--- START ---
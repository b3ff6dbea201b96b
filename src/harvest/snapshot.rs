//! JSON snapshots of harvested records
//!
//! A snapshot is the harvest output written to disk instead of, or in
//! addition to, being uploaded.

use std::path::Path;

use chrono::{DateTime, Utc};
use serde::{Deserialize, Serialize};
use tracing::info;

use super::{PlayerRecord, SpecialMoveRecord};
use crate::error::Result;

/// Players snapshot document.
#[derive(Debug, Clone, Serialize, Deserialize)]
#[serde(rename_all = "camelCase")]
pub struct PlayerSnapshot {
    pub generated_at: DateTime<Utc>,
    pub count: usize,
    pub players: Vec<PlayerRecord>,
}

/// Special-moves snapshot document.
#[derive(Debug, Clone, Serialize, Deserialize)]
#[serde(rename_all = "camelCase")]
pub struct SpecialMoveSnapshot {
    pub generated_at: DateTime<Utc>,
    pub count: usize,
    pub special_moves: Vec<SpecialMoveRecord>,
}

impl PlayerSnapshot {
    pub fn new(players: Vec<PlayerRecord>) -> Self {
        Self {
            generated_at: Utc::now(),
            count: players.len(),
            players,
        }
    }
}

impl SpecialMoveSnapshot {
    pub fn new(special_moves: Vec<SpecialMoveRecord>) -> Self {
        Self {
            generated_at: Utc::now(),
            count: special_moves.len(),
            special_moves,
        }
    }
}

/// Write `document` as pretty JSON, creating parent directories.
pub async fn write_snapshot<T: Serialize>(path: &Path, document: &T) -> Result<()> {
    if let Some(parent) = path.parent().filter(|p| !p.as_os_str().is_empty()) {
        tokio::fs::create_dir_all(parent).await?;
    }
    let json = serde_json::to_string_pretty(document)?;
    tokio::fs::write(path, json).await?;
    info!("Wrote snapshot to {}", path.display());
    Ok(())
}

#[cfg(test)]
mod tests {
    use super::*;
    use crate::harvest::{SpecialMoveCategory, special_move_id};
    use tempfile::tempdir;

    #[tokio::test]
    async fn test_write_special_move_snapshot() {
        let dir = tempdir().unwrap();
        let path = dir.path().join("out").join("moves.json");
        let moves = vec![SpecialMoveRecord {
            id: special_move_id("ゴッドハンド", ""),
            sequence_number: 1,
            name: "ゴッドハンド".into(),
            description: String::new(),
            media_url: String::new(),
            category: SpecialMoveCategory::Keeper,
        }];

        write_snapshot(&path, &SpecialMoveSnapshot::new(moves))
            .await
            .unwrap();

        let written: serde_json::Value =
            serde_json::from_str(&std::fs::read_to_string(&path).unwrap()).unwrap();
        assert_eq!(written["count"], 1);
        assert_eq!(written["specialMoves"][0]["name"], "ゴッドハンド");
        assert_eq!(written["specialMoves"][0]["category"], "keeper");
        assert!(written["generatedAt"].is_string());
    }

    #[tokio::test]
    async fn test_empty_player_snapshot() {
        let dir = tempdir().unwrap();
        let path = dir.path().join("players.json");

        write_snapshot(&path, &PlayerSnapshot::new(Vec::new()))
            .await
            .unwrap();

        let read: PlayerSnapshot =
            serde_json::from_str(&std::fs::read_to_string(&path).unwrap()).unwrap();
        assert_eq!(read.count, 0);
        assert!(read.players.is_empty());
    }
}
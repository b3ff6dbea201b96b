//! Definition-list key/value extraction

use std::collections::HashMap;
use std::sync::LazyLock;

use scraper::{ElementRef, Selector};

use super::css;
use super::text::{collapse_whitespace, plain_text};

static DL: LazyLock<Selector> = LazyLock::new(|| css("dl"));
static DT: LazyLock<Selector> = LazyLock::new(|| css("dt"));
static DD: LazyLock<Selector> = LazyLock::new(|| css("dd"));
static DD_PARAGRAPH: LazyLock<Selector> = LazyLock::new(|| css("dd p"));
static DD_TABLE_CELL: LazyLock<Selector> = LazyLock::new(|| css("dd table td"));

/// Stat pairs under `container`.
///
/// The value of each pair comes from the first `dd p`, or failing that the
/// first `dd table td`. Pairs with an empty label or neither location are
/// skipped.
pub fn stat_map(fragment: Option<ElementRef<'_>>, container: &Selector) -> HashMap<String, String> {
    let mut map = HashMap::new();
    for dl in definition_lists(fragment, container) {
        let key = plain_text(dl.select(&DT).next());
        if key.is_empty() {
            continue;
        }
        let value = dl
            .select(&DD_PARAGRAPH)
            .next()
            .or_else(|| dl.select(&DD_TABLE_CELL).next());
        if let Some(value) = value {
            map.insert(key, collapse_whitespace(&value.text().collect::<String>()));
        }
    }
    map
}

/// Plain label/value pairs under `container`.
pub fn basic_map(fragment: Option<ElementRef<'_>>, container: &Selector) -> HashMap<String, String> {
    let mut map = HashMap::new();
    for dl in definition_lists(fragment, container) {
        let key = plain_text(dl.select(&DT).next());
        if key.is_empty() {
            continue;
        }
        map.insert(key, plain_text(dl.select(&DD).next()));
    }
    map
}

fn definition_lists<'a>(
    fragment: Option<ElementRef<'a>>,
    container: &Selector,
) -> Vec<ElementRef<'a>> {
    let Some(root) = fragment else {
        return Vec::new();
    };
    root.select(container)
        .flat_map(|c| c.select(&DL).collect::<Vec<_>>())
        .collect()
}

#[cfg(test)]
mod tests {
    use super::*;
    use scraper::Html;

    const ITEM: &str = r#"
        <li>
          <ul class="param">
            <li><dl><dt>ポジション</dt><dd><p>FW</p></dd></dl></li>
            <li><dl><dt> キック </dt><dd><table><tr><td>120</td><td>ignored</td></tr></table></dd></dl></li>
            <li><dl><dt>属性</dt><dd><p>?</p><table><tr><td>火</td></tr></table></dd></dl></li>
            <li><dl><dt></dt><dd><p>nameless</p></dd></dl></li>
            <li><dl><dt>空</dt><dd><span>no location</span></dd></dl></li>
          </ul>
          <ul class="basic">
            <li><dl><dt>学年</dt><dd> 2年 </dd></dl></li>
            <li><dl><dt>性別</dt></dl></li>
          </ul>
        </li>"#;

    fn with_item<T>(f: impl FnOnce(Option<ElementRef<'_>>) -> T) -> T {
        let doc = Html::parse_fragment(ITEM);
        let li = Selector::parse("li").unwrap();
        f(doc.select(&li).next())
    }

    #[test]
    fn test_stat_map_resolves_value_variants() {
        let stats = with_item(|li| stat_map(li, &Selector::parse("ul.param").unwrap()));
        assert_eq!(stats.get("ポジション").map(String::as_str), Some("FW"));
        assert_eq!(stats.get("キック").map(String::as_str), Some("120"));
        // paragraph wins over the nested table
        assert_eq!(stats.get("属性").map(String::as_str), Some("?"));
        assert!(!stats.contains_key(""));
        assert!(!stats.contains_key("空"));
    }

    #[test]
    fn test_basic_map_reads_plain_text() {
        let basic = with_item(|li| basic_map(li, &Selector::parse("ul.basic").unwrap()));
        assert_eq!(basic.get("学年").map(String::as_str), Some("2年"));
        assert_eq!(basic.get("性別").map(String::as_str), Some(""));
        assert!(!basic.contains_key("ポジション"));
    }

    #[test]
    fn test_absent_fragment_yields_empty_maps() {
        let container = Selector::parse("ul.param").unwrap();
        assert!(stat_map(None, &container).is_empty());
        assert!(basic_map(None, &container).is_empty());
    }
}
--- END ---
Task - Line by line, output the data precisely as shown above.

The completed task -
repository b3ff6dbea201b96b
filename src/harvest/snapshot.rs
//! JSON snapshots of harvested records
//!
//! A snapshot is the harvest output written to disk instead of, or in
//! addition to, being uploaded.

use std::path::Path;

use chrono::{DateTime, Utc};
use serde::{Deserialize, Serialize};
use tracing::info;

use super::{PlayerRecord, SpecialMoveRecord};
use crate::error::Result;

/// Players snapshot document.
#[derive(Debug, Clone, Serialize, Deserialize)]
#[serde(rename_all = "camelCase")]
pub struct PlayerSnapshot {
    pub generated_at: DateTime<Utc>,
    pub count: usize,
    pub players: Vec<PlayerRecord>,
}

/// Special-moves snapshot document.
#[derive(Debug, Clone, Serialize, Deserialize)]
#[serde(rename_all = "camelCase")]
pub struct SpecialMoveSnapshot {
    pub generated_at: DateTime<Utc>,
    pub count: usize,
    pub special_moves: Vec<SpecialMoveRecord>,
}

impl PlayerSnapshot {
    pub fn new(players: Vec<PlayerRecord>) -> Self {
        Self {
            generated_at: Utc::now(),
            count: players.len(),
            players,
        }
    }
}

impl SpecialMoveSnapshot {
    pub fn new(special_moves: Vec<SpecialMoveRecord>) -> Self {
        Self {
            generated_at: Utc::now(),
            count: special_moves.len(),
            special_moves,
        }
    }
}

/// Write `document` as pretty JSON, creating parent directories.
pub async fn write_snapshot<T: Serialize>(path: &Path, document: &T) -> Result<()> {
    if let Some(parent) = path.parent().filter(|p| !p.as_os_str().is_empty()) {
        tokio::fs::create_dir_all(parent).await?;
    }
    let json = serde_json::to_string_pretty(document)?;
    tokio::fs::write(path, json).await?;
    info!("Wrote snapshot to {}", path.display());
    Ok(())
}

#[cfg(test)]
mod tests {
    use super::*;
    use crate::harvest::{SpecialMoveCategory, special_move_id};
    use tempfile::tempdir;

    #[tokio::test]
    async fn test_write_special_move_snapshot() {
        let dir = tempdir().unwrap();
        let path = dir.path().join("out").join("moves.json");
        let moves = vec![SpecialMoveRecord {
            id: special_move_id("ゴッドハンド", ""),
            sequence_number: 1,
            name: "ゴッドハンド".into(),
            description: String::new(),
            media_url: String::new(),
            category: SpecialMoveCategory::Keeper,
        }];

        write_snapshot(&path, &SpecialMoveSnapshot::new(moves))
            .await
            .unwrap();

        let written: serde_json::Value =
            serde_json::from_str(&std::fs::read_to_string(&path).unwrap()).unwrap();
        assert_eq!(written["count"], 1);
        assert_eq!(written["specialMoves"][0]["name"], "ゴッドハンド");
        assert_eq!(written["specialMoves"][0]["category"], "keeper");
        assert!(written["generatedAt"].is_string());
    }

    #[tokio::test]
    async fn test_empty_player_snapshot() {
        let dir = tempdir().unwrap();
        let path = dir.path().join("players.json");

        write_snapshot(&path, &PlayerSnapshot::new(Vec::new()))
            .await
            .unwrap();

        let read: PlayerSnapshot =
            serde_json::from_str(&std::fs::read_to_string(&path).unwrap()).unwrap();
        assert_eq!(read.count, 0);
        assert!(read.players.is_empty());
    }
}
repository b3ff6dbea201b96b
//! Definition-list key/value extraction

use std::collections::HashMap;
use std::sync::LazyLock;

use scraper::{ElementRef, Selector};

use super::css;
use super::text::{collapse_whitespace, plain_text};

static DL: LazyLock<Selector> = LazyLock::new(|| css("dl"));
static DT: LazyLock<Selector> = LazyLock::new(|| css("dt"));
static DD: LazyLock<Selector> = LazyLock::new(|| css("dd"));
static DD_PARAGRAPH: LazyLock<Selector> = LazyLock::new(|| css("dd p"));
static DD_TABLE_CELL: LazyLock<Selector> = LazyLock::new(|| css("dd table td"));

/// Stat pairs under `container`.
///
/// The value of each pair comes from the first `dd p`, or failing that the
/// first `dd table td`. Pairs with an empty label or neither location are
/// skipped.
pub fn stat_map(fragment: Option<ElementRef<'_>>, container: &Selector) -> HashMap<String, String> {
    let mut map = HashMap::new();
    for dl in definition_lists(fragment, container) {
        let key = plain_text(dl.select(&DT).next());
        if key.is_empty() {
            continue;
        }
        let value = dl
            .select(&DD_PARAGRAPH)
            .next()
            .or_else(|| dl.select(&DD_TABLE_CELL).next());
        if let Some(value) = value {
            map.insert(key, collapse_whitespace(&value.text().collect::<String>()));
        }
    }
    map
}

/// Plain label/value pairs under `container`.
pub fn basic_map(fragment: Option<ElementRef<'_>>, container: &Selector) -> HashMap<String, String> {
    let mut map = HashMap::new();
    for dl in definition_lists(fragment, container) {
        let key = plain_text(dl.select(&DT).next());
        if key.is_empty() {
            continue;
        }
        map.insert(key, plain_text(dl.select(&DD).next()));
    }
    map
}

fn definition_lists<'a>(
    fragment: Option<ElementRef<'a>>,
    container: &Selector,
) -> Vec<ElementRef<'a>> {
    let Some(root) = fragment else {
        return Vec::new();
    };
    root.select(container)
        .flat_map(|c| c.select(&DL).collect::<Vec<_>>())
        .collect()
}

#[cfg(test)]
mod tests {
    use super::*;
    use scraper::Html;

    const ITEM: &str = r#"
        <li>
          <ul class="param">
            <li><dl><dt>ポジション</dt><dd><p>FW</p></dd></dl></li>
            <li><dl><dt> キック </dt><dd><table><tr><td>120</td><td>ignored</td></tr></table></dd></dl></li>
            <li><dl><dt>属性</dt><dd><p>?</p><table><tr><td>火</td></tr></table></dd></dl></li>
            <li><dl><dt></dt><dd><p>nameless</p></dd></dl></li>
            <li><dl><dt>空</dt><dd><span>no location</span></dd></dl></li>
          </ul>
          <ul class="basic">
            <li><dl><dt>学年</dt><dd> 2年 </dd></dl></li>
            <li><dl><dt>性別</dt></dl></li>
          </ul>
        </li>"#;

    fn with_item<T>(f: impl FnOnce(Option<ElementRef<'_>>) -> T) -> T {
        let doc = Html::parse_fragment(ITEM);
        let li = Selector::parse("li").unwrap();
        f(doc.select(&li).next())
    }

    #[test]
    fn test_stat_map_resolves_value_variants() {
        let stats = with_item(|li| stat_map(li, &Selector::parse("ul.param").unwrap()));
        assert_eq!(stats.get("ポジション").map(String::as_str), Some("FW"));
        assert_eq!(stats.get("キック").map(String::as_str), Some("120"));
        // paragraph wins over the nested table
        assert_eq!(stats.get("属性").map(String::as_str), Some("?"));
        assert!(!stats.contains_key(""));
        assert!(!stats.contains_key("空"));
    }

    #[test]
    fn test_basic_map_reads_plain_text() {
        let basic = with_item(|li| basic_map(li, &Selector::parse("ul.basic").unwrap()));
        assert_eq!(basic.get("学年").map(String::as_str), Some("2年"));
        assert_eq!(basic.get("性別").map(String::as_str), Some(""));
        assert!(!basic.contains_key("ポジション"));
    }

    #[test]
    fn test_absent_fragment_yields_empty_maps() {
        let container = Selector::parse("ul.param").unwrap();
        assert!(stat_map(None, &container).is_empty());
        assert!(basic_map(None, &container).is_empty());
    }
}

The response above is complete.